When the project was first announced in 2024, library supporters said they hoped to raise $2.5 million to build an annex building adjoining the current building, make improvements in the original building, and increase the endowment by $1 million.
The capital campaign has now raised $3 million, but rising construction costs have pushed up the project’s estimated cost and supporters have set a revised goal of $4.1 million, Hindy said in an interview.
“We’ve got the money to make the project happen,” he said. “We will continue raising money to reach the total goal and build the endowment.”

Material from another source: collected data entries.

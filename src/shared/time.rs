use std::time::{SystemTime, UNIX_EPOCH};

pub fn now_unix_secs() -> i64 {
    SystemTime::now()
        .duration_since(UNIX_EPOCH)
        .unwrap_or_default()
        .as_secs() as i64
}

Hindy said library leaders hope to have the new annex building shell enclosed by this fall so that interior work can continue through the winter and spring. They expect the new wing to open in 2027. Blue Ledge Carpentry of Orland has been awarded the construction contract. Elliott Architects of Blue Hill are the project designers.
One of the catalysts for the library expansion was the decision by Jon Wilson, founder and longtime leader of the WoodenBoat School and WoodenBoat Magazine, to donate his collection of over 6,000 maritime books, plans and documents to the library.

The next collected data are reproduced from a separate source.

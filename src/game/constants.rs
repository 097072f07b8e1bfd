use std::time::Duration;

pub const MAP_ROWS: usize = 250;
pub const MAP_COLS: usize = 400;

pub const TICK_MS: u64 = 50;

pub const DEFAULT_ROOM_ID: &str = "0";

pub const SEND_QUEUE_CAPACITY: usize = 256;
pub const ROOM_COMMAND_CAPACITY: usize = 256;

pub const MAX_SPAWN_ATTEMPTS: usize = 1000;
pub const FALLBACK_SPAWN_X: i32 = 120;
pub const FALLBACK_SPAWN_Y: i32 = 52;

pub const MAX_INBOUND_FRAME_BYTES: usize = 512;
pub const WRITE_WAIT: Duration = Duration::from_secs(10);
pub const PONG_WAIT: Duration = Duration::from_secs(60);
// Ping well inside the read deadline so an idle but healthy peer stays alive.
pub const PING_PERIOD: Duration = Duration::from_secs(54);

Wilson’s collection is one of the largest private collections of maritime resources in the country. A section of the new building will house the collection, as well as more than 150,000 photographic slides donated by renowned marine photographer Benjamin Mendlowitz, who has been the principal photographer for the “Calendar of Wooden Boats” for more than 40 years. Once the annex is completed, Mendlowitz’s images will be scanned and digitized.

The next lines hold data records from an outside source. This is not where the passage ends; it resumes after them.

use crate::protocol::{AnnouncementPayload, ChatEntry, DirectChatPayload, SubRoomChatEntry};
use crate::shared::time::now_unix_secs;
use std::collections::HashMap;
use std::sync::Mutex;

/// Append-only chat histories: global, per-sub-room, per-pair direct, plus
/// the announcement log. Appends return full snapshots shaped for broadcast;
/// reads copy under the lock, so a reader observes every append that
/// completed before it.
#[derive(Debug, Default)]
pub struct ChatStore {
    inner: Mutex<ChatLogs>,
}

#[derive(Debug, Default)]
struct ChatLogs {
    global: Vec<ChatEntry>,
    sub_rooms: HashMap<String, Vec<SubRoomChatEntry>>,
    direct: HashMap<String, Vec<DirectChatPayload>>,
    announcements: Vec<AnnouncementPayload>,
}

impl ChatStore {
    pub fn new() -> Self {
        Self::default()
    }

    pub fn append_global(&self, username: &str, message: &str) -> Vec<ChatEntry> {
        let mut logs = self.inner.lock().unwrap();
        logs.global.push(ChatEntry {
            username: username.to_string(),
            message: message.to_string(),
            timestamp: now_unix_secs(),
        });
        logs.global.clone()
    }

    pub fn append_sub_room(
        &self,
        room_number: &str,
        username: &str,
        message: &str,
    ) -> Vec<SubRoomChatEntry> {
        let mut logs = self.inner.lock().unwrap();
        let log = logs.sub_rooms.entry(room_number.to_string()).or_default();
        log.push(SubRoomChatEntry {
            room_number: room_number.to_string(),
            username: username.to_string(),
            message: message.to_string(),
            timestamp: now_unix_secs(),
        });
        log.clone()
    }

    /// Stores under the sorted username pair so either endpoint reaches the
    /// same log.
    pub fn append_direct(
        &self,
        from_username: &str,
        to_username: &str,
        message: &str,
    ) -> DirectChatPayload {
        let entry = DirectChatPayload {
            from_player_id: from_username.to_string(),
            to_player_id: to_username.to_string(),
            message: message.to_string(),
            timestamp: now_unix_secs(),
        };
        let key = direct_key(from_username, to_username);
        self.inner
            .lock()
            .unwrap()
            .direct
            .entry(key)
            .or_default()
            .push(entry.clone());
        entry
    }

    pub fn append_announcement(&self, announcement: &AnnouncementPayload) {
        self.inner
            .lock()
            .unwrap()
            .announcements
            .push(announcement.clone());
    }

    pub fn snapshot_global(&self) -> Vec<ChatEntry> {
        self.inner.lock().unwrap().global.clone()
    }

    pub fn snapshot_sub_room(&self, room_number: &str) -> Vec<SubRoomChatEntry> {
        self.inner
            .lock()
            .unwrap()
            .sub_rooms
            .get(room_number)
            .cloned()
            .unwrap_or_default()
    }

    pub fn snapshot_all_sub_rooms(&self) -> HashMap<String, Vec<SubRoomChatEntry>> {
        self.inner.lock().unwrap().sub_rooms.clone()
    }

    pub fn snapshot_direct(&self, a: &str, b: &str) -> Vec<DirectChatPayload> {
        self.inner
            .lock()
            .unwrap()
            .direct
            .get(&direct_key(a, b))
            .cloned()
            .unwrap_or_default()
    }

    pub fn snapshot_announcements(&self) -> Vec<AnnouncementPayload> {
        self.inner.lock().unwrap().announcements.clone()
    }
}

fn direct_key(a: &str, b: &str) -> String {
    if a <= b {
        format!("{a}:{b}")
    } else {
        format!("{b}:{a}")
    }
}

#[cfg(test)]
mod tests {
    use super::*;

    #[test]
    fn global_appends_stay_ordered() {
        let store = ChatStore::new();
        store.append_global("alice", "first");
        let snapshot = store.append_global("bob", "second");
        assert_eq!(snapshot.len(), 2);
        assert_eq!(snapshot[0].message, "first");
        assert_eq!(snapshot[1].message, "second");
        // later snapshots preserve the same prefix order
        let later = store.snapshot_global();
        assert_eq!(later[0].message, "first");
        assert_eq!(later[1].message, "second");
    }

    #[test]
    fn sub_room_logs_are_isolated() {
        let store = ChatStore::new();
        store.append_sub_room("1", "x", "hi");
        assert_eq!(store.snapshot_sub_room("1").len(), 1);
        assert!(store.snapshot_sub_room("2").is_empty());
    }

    #[test]
    fn direct_key_is_symmetric() {
        let store = ChatStore::new();
        store.append_direct("bob", "alice", "hey");
        store.append_direct("alice", "bob", "hi back");
        let log = store.snapshot_direct("alice", "bob");
        assert_eq!(log.len(), 2);
        assert_eq!(log[0].from_player_id, "bob");
        assert_eq!(log[1].from_player_id, "alice");
        assert_eq!(store.snapshot_direct("bob", "alice").len(), 2);
    }

    #[test]
    fn announcements_accumulate() {
        let store = ChatStore::new();
        store.append_announcement(&AnnouncementPayload {
            message: "winner!".to_string(),
            timestamp: 1,
        });
        store.append_announcement(&AnnouncementPayload {
            message: "time's up".to_string(),
            timestamp: 2,
        });
        let log = store.snapshot_announcements();
        assert_eq!(log.len(), 2);
        assert_eq!(log[0].message, "winner!");
    }
}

The library wing housing these collections will be named for Anne and Maynard Bray, who have also played key roles in the WoodenBoat organization. Anne, formerly WoodenBoat magazine’s research director, passed away in 2018. Maynard is a longtime writer and editor for WoodenBoat.
Library supporters anticipate that other private collectors of maritime books and artifacts are expected to join Wilson and Mendlowitz in donating their collections once they see that the research center is becoming a reality.
Such is the example of the late Guilford (Giffy) Full, a boat surveyor and Brooklin resident who died in 2024. Full donated his collection of maritime plans, books and documents to the research center before he passed away.
“It’s an international community of sailors and boat enthusiasts that converges on this place every year,” Hindy said. “And it’s a really important part of what makes this community what it is. The boat building community is a big part of why people come here, and having this resource will be very important to the town. And we will be making a lot of efforts to publicize the new library.”
“It will be a real resource for boatbuilders,” said Maynard Bray in an interview. “I think there will be lots of different groups who will take advantage of this–students at the WoodenBoat School, out-of-town visitors, sailors, boat builders.”
Catherine Nevin, the director of the library, said she is excited about many aspects of the new building, which will be connected to the existing building by a glass-walled atrium. She is especially enthusiastic about having a large reading room that can be used for multiple purposes, such as movies, presentations, speaking events and meetings. Hosting those types of events now requires the staff to move a number of heavy bookcases and store folding chairs in the library’s only bathroom.
Once the new wing is completed, the room at the rear of the current building will be used for children’s books and activities and will be named for the late Katharine White (1892-1977), the longtime New Yorker Magazine editor, wife of writer E.B. White, and avid supporter of the Friend Memorial Library.
As part of the expansion project, a grassy outdoor courtyard and open-air pergola will be built behind the current library building, providing a space for outdoor gatherings and events. The courtyard will be linked by a path through the woods to the Brooklin School.
The library’s name is often misspelled and mispronounced as “Friends’ Library,” but it is, in fact, the “Friend Memorial Library,” named in honor of Leslie and Robert Friend, two brothers born in Brooklin in the late 1800s who later moved to Massachusetts and made a fortune as the owners–with their other brother, Victor–of Friend’s Brick Oven Baked Beans.